**Task description:** Verbatim, and with nothing else, reproduce the data below from its first line through the line containing "above the network".

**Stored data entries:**

::::::::

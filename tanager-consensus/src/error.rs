//! Consensus error types, one enum per layer.

use thiserror::Error;

use tanager_chain::block::{self, Height};
use tanager_chain::work::ExpandedDifficulty;

#[derive(Error, Debug, PartialEq, Eq)]
pub enum BlockError {
    #[error("block has no transactions")]
    NoTransactions,

    #[error("block hash {hash:?} at {height:?} does not meet target {target:?}")]
    Pow {
        height: Height,
        hash: block::Hash,
        target: ExpandedDifficulty,
    },

    #[error("invalid difficulty encoding at {0:?} {1:?}")]
    InvalidDifficulty(Height, block::Hash),

    #[error("target above the network difficulty limit at {0:?} {1:?}")]
    TargetDifficultyLimit(Height, block::Hash),

    #[error("merkle root mismatch: computed {actual:?}, header says {expected:?}")]
    Merkle {
        actual: block::merkle::Root,
        expected: block::merkle::Root,
    },

    #[error("block contains duplicate transactions")]
    DuplicateTransaction,

    #[error("block structure invalid: {0}")]
    Structure(&'static str),

    #[error("block exceeds the weight limit: {0}")]
    ExcessiveWeight(usize),

    #[error("block exceeds the legacy size limit: {0}")]
    ExcessiveSize(usize),

    #[error("block exceeds the sigop limit: {0}")]
    ExcessiveSigops(usize),

    #[error("coinbase encodes height {encoded:?}, expected {expected:?}")]
    CoinbaseHeight {
        encoded: Option<Height>,
        expected: Height,
    },

    #[error("coinbase claims {claimed} but subsidy plus fees is {allowed}")]
    CoinbaseSubsidy { claimed: i64, allowed: i64 },

    #[error("coinbase script length {0} outside 2..=100")]
    CoinbaseScriptSize(usize),

    #[error("witness commitment missing or mismatched")]
    WitnessCommitment,

    #[error("block time {0} too far past the local clock")]
    TimeTooFarAhead(u32),

    #[error(transparent)]
    Transaction(#[from] TransactionError),

    #[error(transparent)]
    Subsidy(#[from] SubsidyError),
}

#[derive(Error, Debug, PartialEq, Eq)]
pub enum TransactionError {
    #[error("transaction is null")]
    Null,

    #[error("transaction has no inputs")]
    EmptyInputs,

    #[error("transaction has no outputs")]
    EmptyOutputs,

    #[error("transaction spends the same outpoint twice")]
    DuplicateInput,

    #[error("coinbase must be the first transaction")]
    CoinbasePosition,

    #[error("a non-coinbase transaction carries a coinbase input")]
    CoinbaseInputFound,

    #[error("output value is negative")]
    NegativeValue,

    #[error("output value exceeds the monetary cap")]
    ValueTooLarge,

    #[error("output total overflows the monetary cap")]
    TotalOverflow,

    #[error("outputs exceed inputs by {0} satoshis")]
    InsufficientFunds(i64),

    #[error("coinbase script length {0} outside 2..=100")]
    CoinbaseScriptSize(usize),

    #[error("coinbase output spent before maturity (created {created:?}, spent {spent:?})")]
    ImmatureCoinbase { created: Height, spent: Height },

    #[error("transaction is not final at height {0:?}")]
    NotFinal(Height),

    #[error("sequence lock not satisfied at height {0:?}")]
    SequenceLocked(Height),

    #[error("transaction exceeds the size limit: {0}")]
    OversizeTransaction(usize),
}

#[derive(Error, Debug, PartialEq, Eq)]
pub enum SubsidyError {
    #[error("block has no coinbase transaction")]
    NoCoinbase,

    #[error("fee arithmetic overflowed")]
    FeeOverflow,
}
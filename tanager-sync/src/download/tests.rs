use std::sync::{Arc, Mutex};

use tanager_chain::block::{Hash, Height};

use super::*;

#[derive(Clone, Default)]
struct RecordingNetwork {
    getdata: Arc<Mutex<Vec<(PeerId, Vec<Hash>)>>>,
    disconnects: Arc<Mutex<Vec<(PeerId, String)>>>,
}

impl RecordingNetwork {
    fn getdata_calls(&self) -> Vec<(PeerId, Vec<Hash>)> {
        self.getdata.lock().unwrap().clone()
    }

    fn disconnected(&self) -> Vec<PeerId> {
        self.disconnects
            .lock()
            .unwrap()
            .iter()
            .map(|(peer, _)| *peer)
            .collect()
    }
}

impl DownloadNetwork for RecordingNetwork {
    fn send_getdata(&self, peer: PeerId, hashes: &[Hash]) {
        self.getdata.lock().unwrap().push((peer, hashes.to_vec()));
    }

    fn disconnect_peer(&self, peer: PeerId, reason: &str) {
        self.disconnects
            .lock()
            .unwrap()
            .push((peer, reason.to_string()));
    }
}

fn manager() -> (DownloadManager, RecordingNetwork) {
    let network = RecordingNetwork::default();
    let manager = DownloadManager::new(Box::new(network.clone()));
    (manager, network)
}

fn hash(tag: u8) -> Hash {
    Hash([tag; 32])
}

fn work_items(start: u32, count: u32) -> (Vec<Hash>, Vec<Height>) {
    let hashes = (0..count).map(|i| hash((start + i) as u8)).collect();
    let heights = (0..count).map(|i| Height(start + i)).collect();
    (hashes, heights)
}

#[test]
fn pull_assignment_with_peer_loss() {
    tanager_test::init();
    let (mut manager, network) = manager();

    // 16 work items split into two batches of 8.
    let (hashes, heights) = work_items(1, 16);
    assert_eq!(manager.add_work(&hashes, &heights), 16);
    assert_eq!(manager.queued_batches(), 2);

    let peer_a = PeerId(1);
    let peer_b = PeerId(2);
    let peer_c = PeerId(3);
    manager.add_peer(peer_a, 0);
    manager.add_peer(peer_b, 0);
    manager.add_peer(peer_c, 0);

    // A and B pull the two batches in order.
    assert!(manager.request_work(peer_a, 10));
    assert!(manager.request_work(peer_b, 10));
    assert_eq!(manager.queued_batches(), 0);
    assert_eq!(manager.peer_batch(peer_a).unwrap().start_height(), Height(1));
    assert_eq!(manager.peer_batch(peer_b).unwrap().start_height(), Height(9));

    // A delivers the first block of its batch.
    assert!(manager.block_received(peer_a, &hashes[0], 1000, 20));
    let batch = manager.peer_batch(peer_a).unwrap();
    assert!(batch.is_received(0));
    assert_eq!(batch.remaining(), 7);

    // A disappears: its batch returns to the front of the queue with the
    // received bit preserved.
    manager.remove_peer(peer_a);
    assert_eq!(manager.queued_batches(), 1);

    // C pulls the returned batch; the first block is still marked
    // received and only 7 remain.
    assert!(manager.request_work(peer_c, 30));
    let batch = manager.peer_batch(peer_c).unwrap();
    assert_eq!(batch.start_height(), Height(1));
    assert!(batch.is_received(0));
    assert_eq!(batch.remaining(), 7);

    // The re-request still covers all 8 hashes; storage deduplicates.
    let calls = network.getdata_calls();
    let last = calls.last().unwrap();
    assert_eq!(last.0, peer_c);
    assert_eq!(last.1.len(), 8);
}

#[test]
fn request_work_on_empty_queue_is_false() {
    tanager_test::init();
    let (mut manager, network) = manager();
    let peer = PeerId(7);
    manager.add_peer(peer, 0);

    assert!(!manager.request_work(peer, 0));
    assert!(network.getdata_calls().is_empty());
    assert!(manager.peer_batch(peer).is_none());
}

#[test]
fn duplicate_deliveries_are_rejected() {
    tanager_test::init();
    let (mut manager, _network) = manager();
    let (hashes, heights) = work_items(1, 4);
    manager.add_work(&hashes, &heights);

    let peer = PeerId(1);
    manager.add_peer(peer, 0);
    assert!(manager.request_work(peer, 0));

    assert!(manager.block_received(peer, &hashes[2], 500, 5));
    assert!(!manager.block_received(peer, &hashes[2], 500, 6));
    assert_eq!(manager.peer_batch(peer).unwrap().remaining(), 3);

    // A block nobody asked for.
    assert!(!manager.block_received(peer, &hash(0xfe), 500, 7));
}

#[test]
fn busy_peer_cannot_pull_more_work() {
    tanager_test::init();
    let (mut manager, _network) = manager();
    let (hashes, heights) = work_items(1, 16);
    manager.add_work(&hashes, &heights);

    let peer = PeerId(1);
    manager.add_peer(peer, 0);
    assert!(manager.request_work(peer, 0));
    assert!(!manager.request_work(peer, 1), "still has an open batch");

    // Finish the batch; the next pull succeeds.
    for h in hashes.iter().take(8) {
        manager.block_received(peer, h, 100, 2);
    }
    assert!(manager.request_work(peer, 3));
    assert_eq!(manager.peer_batch(peer).unwrap().start_height(), Height(9));
}

#[test]
fn height_bitmap_tracks_pending_work() {
    tanager_test::init();
    let (mut manager, _network) = manager();
    let (hashes, heights) = work_items(10, 8);
    manager.add_work(&hashes, &heights);

    assert!(manager.has_height(Height(10)));
    assert!(manager.has_height(Height(17)));
    assert!(!manager.has_height(Height(18)));

    let peer = PeerId(1);
    manager.add_peer(peer, 0);
    manager.request_work(peer, 0);

    // Receiving a block clears its height immediately.
    manager.block_received(peer, &hashes[0], 100, 1);
    assert!(!manager.has_height(Height(10)));
    assert!(manager.has_height(Height(11)));
}

#[test]
fn stalled_peers_are_dropped_but_not_below_minimum() {
    tanager_test::init();
    let (mut manager, network) = manager();
    let (hashes, heights) = work_items(1, 48);
    manager.add_work(&hashes, &heights);

    // Six peers, all assigned work and all having reported once.
    let peers: Vec<PeerId> = (1..=6).map(PeerId).collect();
    for &peer in peers.iter() {
        manager.add_peer(peer, 0);
        assert!(manager.request_work(peer, 0));
        // Deliver one block so the window can latch has_reported.
        let batch_start = manager.peer_batch(peer).unwrap().start_height().0;
        let index = (batch_start - 1) as usize;
        manager.block_received(peer, &hashes[index], 100_000, 0);
    }
    // Roll the window past its length so rates compute.
    for &peer in peers.iter() {
        manager.block_received(peer, &hash(0xfd), 0, PERF_WINDOW_MS + 1);
    }

    // Everyone keeps delivering except peers 5 and 6, which go silent.
    let lively: Vec<PeerId> = peers[..4].to_vec();
    let now = PERF_WINDOW_MS * 4;
    for &peer in lively.iter() {
        let batch_start = manager.peer_batch(peer).unwrap().start_height().0;
        let index = (batch_start) as usize; // second block of the batch
        manager.block_received(peer, &hashes[index], 100_000, now - 10);
    }

    let dropped = manager.check_performance(now);
    assert_eq!(dropped, 2);
    assert_eq!(network.disconnected(), vec![PeerId(5), PeerId(6)]);

    // Their batches went back to the queue.
    assert_eq!(manager.queued_batches(), 2);
}

#[test]
fn drain_accelerate_fans_out_to_idle_peers() {
    tanager_test::init();
    let (mut manager, network) = manager();
    let (hashes, heights) = work_items(1, 8);
    manager.add_work(&hashes, &heights);

    let busy = PeerId(1);
    let idle_a = PeerId(2);
    let idle_b = PeerId(3);
    manager.add_peer(busy, 0);
    manager.add_peer(idle_a, 0);
    manager.add_peer(idle_b, 0);
    assert!(manager.request_work(busy, 0));

    // The busy peer delivered half its batch then went quiet.
    for h in hashes.iter().take(4) {
        manager.block_received(busy, h, 100, 1);
    }

    let asked = manager.drain_accelerate(0, 1000);
    assert_eq!(asked, 2);

    // Each idle peer received requests covering the 4 outstanding
    // blocks (with redundancy, staggered offsets).
    let calls: Vec<_> = network
        .getdata_calls()
        .into_iter()
        .filter(|(peer, _)| *peer != busy)
        .collect();
    assert!(!calls.is_empty());
    let outstanding: std::collections::HashSet<Hash> =
        hashes.iter().skip(4).copied().collect();
    for (_, requested) in calls.iter() {
        for hash in requested.iter() {
            assert!(outstanding.contains(hash), "only missing blocks re-requested");
        }
    }
}

#[test]
fn staggered_gap_fill_rotates_offsets() {
    tanager_test::init();
    let (mut manager, network) = manager();

    for i in 1..=4 {
        manager.add_peer(PeerId(i), 0);
    }
    let gaps: Vec<Hash> = (1..=100u8).map(hash).collect();
    let asked = manager.fill_gaps_staggered(&gaps, 4);
    assert_eq!(asked, 4);

    let calls = network.getdata_calls();
    assert_eq!(calls.len(), 4);
    // Every peer got the full gap list, starting at different points.
    let starts: std::collections::HashSet<Hash> =
        calls.iter().map(|(_, hashes)| hashes[0]).collect();
    assert_eq!(starts.len(), 4);
    for (_, hashes) in calls.iter() {
        assert_eq!(hashes.len(), 100);
    }
}

#[test]
fn clear_pending_keeps_assigned_batches() {
    tanager_test::init();
    let (mut manager, _network) = manager();
    let (hashes, heights) = work_items(1, 16);
    manager.add_work(&hashes, &heights);

    let peer = PeerId(1);
    manager.add_peer(peer, 0);
    manager.request_work(peer, 0);

    manager.clear_pending();
    assert_eq!(manager.queued_batches(), 0);
    assert_eq!(manager.inflight_blocks(), 8);
    // Cleared heights are no longer tracked; assigned ones still are.
    assert!(manager.has_height(Height(1)));
    assert!(!manager.has_height(Height(9)));
}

::::::::

**Answer space:**
filename tanager-consensus/src/error.rs
//! Consensus error types, one enum per layer.

use thiserror::Error;

use tanager_chain::block::{self, Height};
use tanager_chain::work::ExpandedDifficulty;

#[derive(Error, Debug, PartialEq, Eq)]
pub enum BlockError {
    #[error("block has no transactions")]
    NoTransactions,

    #[error("block hash {hash:?} at {height:?} does not meet target {target:?}")]
    Pow {
        height: Height,
        hash: block::Hash,
        target: ExpandedDifficulty,
    },

    #[error("invalid difficulty encoding at {0:?} {1:?}")]
    InvalidDifficulty(Height, block::Hash),

    #[error("target above the network difficulty limit at {0:?} {1:?}")]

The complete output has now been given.